There are only two accelerators in the United States capable of producing 10 billion electron volt particle beams, and each is about 1.9 miles (3 kilometers) long. "We can now achieve this energy level within 10 centimeters (4 inches)," said TAU Systems' CEO.
"Such a compact, advanced accelerator also requires a huge laser to operate - in this case, the Texas Petawatt Laser, which is housed on a 34-foot (10-meter) long stage at the High Energy Density Science Center at The University of Texas at Austin," said TAU Systems CEO.
As one of the most powerful lasers in the world, this "behemoth" can emit a super-powerful laser beam with approximately 1,000 times the energy of the installed capacity in the United States, but it can only be emitted once per hour and can only last for 150 femtoseconds, which is one billionth of the lightning discharge time.

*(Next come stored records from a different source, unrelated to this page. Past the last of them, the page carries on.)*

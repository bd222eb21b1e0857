//! Comment handlers - threaded listing, replies, moderation.

use actix_web::{HttpResponse, web};
use uuid::Uuid;

use quill_shared::ApiResponse;
use quill_shared::dto::CreateCommentRequest;

use crate::middleware::error::{AppError, AppResult};
use crate::state::AppState;

const MAX_AUTHOR_CHARS: usize = 100;

/// GET /api/posts/{post_id}/comments
pub async fn list_comments(
    state: web::Data<AppState>,
    path: web::Path<Uuid>,
) -> AppResult<HttpResponse> {
    let threads = state.comments.get_by_post(path.into_inner()).await?;
    Ok(HttpResponse::Ok().json(threads))
}

/// POST /api/posts/{post_id}/comments
pub async fn create_comment(
    state: web::Data<AppState>,
    path: web::Path<Uuid>,
    body: web::Json<CreateCommentRequest>,
) -> AppResult<HttpResponse> {
    let req = body.into_inner();

    let mut errors = Vec::new();
    if req.content.trim().is_empty() {
        errors.push("content must not be empty".to_owned());
    }
    validate_author_field("authorName", &req.author_name, &mut errors);
    validate_author_field("authorUsername", &req.author_username, &mut errors);
    if !errors.is_empty() {
        return Err(AppError::Validation(errors));
    }

    let comment = state.comments.create(path.into_inner(), req).await?;
    Ok(HttpResponse::Created().json(ApiResponse::ok(comment)))
}

/// DELETE /api/comments/{id}
pub async fn delete_comment(
    state: web::Data<AppState>,
    path: web::Path<Uuid>,
) -> AppResult<HttpResponse> {
    let removed = state.comments.delete(path.into_inner()).await?;
    Ok(HttpResponse::Ok().json(ApiResponse::ok_with_message(
        removed,
        "Comment thread deleted",
    )))
}

/// POST /api/comments/{id}/like
pub async fn like_comment(
    state: web::Data<AppState>,
    path: web::Path<Uuid>,
) -> AppResult<HttpResponse> {
    state.comments.like(path.into_inner()).await?;
    Ok(HttpResponse::Ok().json(ApiResponse::ok(())))
}

fn validate_author_field(field: &str, value: &str, errors: &mut Vec<String>) {
    if value.trim().is_empty() {
        errors.push(format!("{field} must not be empty"));
    } else if value.chars().count() > MAX_AUTHOR_CHARS {
        errors.push(format!("{field} must be at most {MAX_AUTHOR_CHARS} characters"));
    }
}
//! Health check endpoint.

use actix_web::{HttpResponse, web};
use serde::Serialize;

use crate::state::AppState;

#[derive(Serialize)]
pub struct HealthResponse {
    pub status: &'static str,
    pub version: &'static str,
    pub timestamp: String,
}

/// Health check endpoint - returns server status.
///
/// GET /api/health
pub async fn health_check(_state: web::Data<AppState>) -> HttpResponse {
    let response = HealthResponse {
        status: "ok",
        version: env!("CARGO_PKG_VERSION"),
        timestamp: chrono::Utc::now().to_rfc3339(),
    };

    HttpResponse::Ok().json(response)
}
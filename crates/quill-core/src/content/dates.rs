//! Relative-age labels for post dates and comment timestamps.

use chrono::{DateTime, Utc};

/// Relative age label used on post listings.
///
/// "Today", "Yesterday", "N days ago", "N weeks ago", "N months ago",
/// else a short calendar date.
pub fn format_relative_date(date: DateTime<Utc>) -> String {
    let days = (Utc::now() - date).num_days();

    if days <= 0 {
        return "Today".to_owned();
    }
    if days == 1 {
        return "Yesterday".to_owned();
    }
    if days < 7 {
        return format!("{days} days ago");
    }
    if days < 30 {
        return format!("{} weeks ago", days / 7);
    }
    if days < 365 {
        return format!("{} months ago", days / 30);
    }

    date.format("%b %-d, %Y").to_string()
}

/// Finer-grained age label used on comments.
pub fn format_comment_timestamp(date: DateTime<Utc>) -> String {
    let delta = Utc::now() - date;

    if delta.num_seconds() < 60 {
        return "Just now".to_owned();
    }
    if delta.num_minutes() < 60 {
        return format!("{}m ago", delta.num_minutes());
    }
    if delta.num_hours() < 24 {
        return format!("{}h ago", delta.num_hours());
    }

    let days = delta.num_days();
    if days < 7 {
        return format!("{days}d ago");
    }
    if days < 30 {
        return format!("{}w ago", days / 7);
    }
    if days > 365 {
        date.format("%b %-d, %Y").to_string()
    } else {
        date.format("%b %-d").to_string()
    }
}

#[cfg(test)]
mod tests {
    use chrono::Duration;

    use super::*;

    #[test]
    fn post_dates_scale_with_age() {
        let now = Utc::now();
        assert_eq!(format_relative_date(now), "Today");
        assert_eq!(format_relative_date(now - Duration::days(1)), "Yesterday");
        assert_eq!(format_relative_date(now - Duration::days(3)), "3 days ago");
        assert_eq!(format_relative_date(now - Duration::days(14)), "2 weeks ago");
        assert_eq!(format_relative_date(now - Duration::days(90)), "3 months ago");
    }

    #[test]
    fn old_post_dates_fall_back_to_calendar() {
        let old = Utc::now() - Duration::days(400);
        let label = format_relative_date(old);
        assert!(label.contains(&old.format("%Y").to_string()), "{label}");
    }

    #[test]
    fn comment_timestamps_scale_with_age() {
        let now = Utc::now();
        assert_eq!(format_comment_timestamp(now), "Just now");
        assert_eq!(
            format_comment_timestamp(now - Duration::minutes(5)),
            "5m ago"
        );
        assert_eq!(format_comment_timestamp(now - Duration::hours(3)), "3h ago");
        assert_eq!(format_comment_timestamp(now - Duration::days(2)), "2d ago");
        assert_eq!(format_comment_timestamp(now - Duration::days(21)), "3w ago");
    }
}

TAU's device is less than 66 feet (20 meters) long and emits beams up to 10 GeV. It uses an improved version of Ruofei acceleration technology first described in 1979 and currently used by many accelerator programs.
Ordinary particle accelerators are actually a series of rings that attract electrons when a positive voltage is applied to them. The rings are energized in turn, pulling the electrons through the tunnel at increasing speeds, with each ring closing before the electrons arrive.
Laser-driven accelerators more or less turn the light pulses themselves into light-speed electromagnets, allowing particles to follow them, gathering extraordinary speeds and energy over extremely short distances.
TAU's device uses a chamber filled with helium gas. When a Petawatt laser fires a pulse of light through these gases, the huge energy of the pulse ionizes the gas into a plasma. As it travels through the plasma, the pulse leaves a wake behind it, much like the wake a ship leaves behind when it travels through water, except in this case it creates an extremely powerful wake of charge fluctuations.
If an electron is injected at just the right moment, these giant moving charges pull and push behind the light pulse, draining the energy (but not the speed) of the original laser pulse and transferring it to the accelerating electron, pushing it up to "a large fraction of the speed of light" over a short distance.
TAU's key advance in this device is the use of an auxiliary ablation laser that fires precisely timed pulse trains at a metal plate in a gas chamber, injecting a stream of metal nanoparticles into the gas chamber to increase the energy of the electrons as they follow the laser pulse train.
"It's hard to get into a big wave without getting crushed, so surfers get dragged into the wave by jet skis," said Bjorn "Manuel" Hegelich, associate professor of physics at the University of Texas at Austin and CEO of TAU Systems. "The equivalent of a jet ski in our accelerator are nanoparticles that release electrons at the right time and at the right point, so they're in the wave." We can get more electrons into the wave when and where we want them, rather than being statistically distributed throughout the interaction, and that's the secret. "
Heglich and his team are developing their own desktop-sized laser system, which they say will make the entire system more compact and will fire thousands of times per second instead of once per hour.
So, what is the use of ultra-small high-energy particle accelerators? Perhaps used to drive X-ray free electron lasers, it could potentially capture slow-motion video at the atomic or molecular scale. It could also be used to test whether electronic components used in spaceflight can withstand radiation, perform three-dimensional imaging of the internal structure of semiconductor chip designs, and potentially develop new cancer treatments and advanced medical imaging techniques.
The team's research paper was published in the journal Matter and Radiation at Extreme.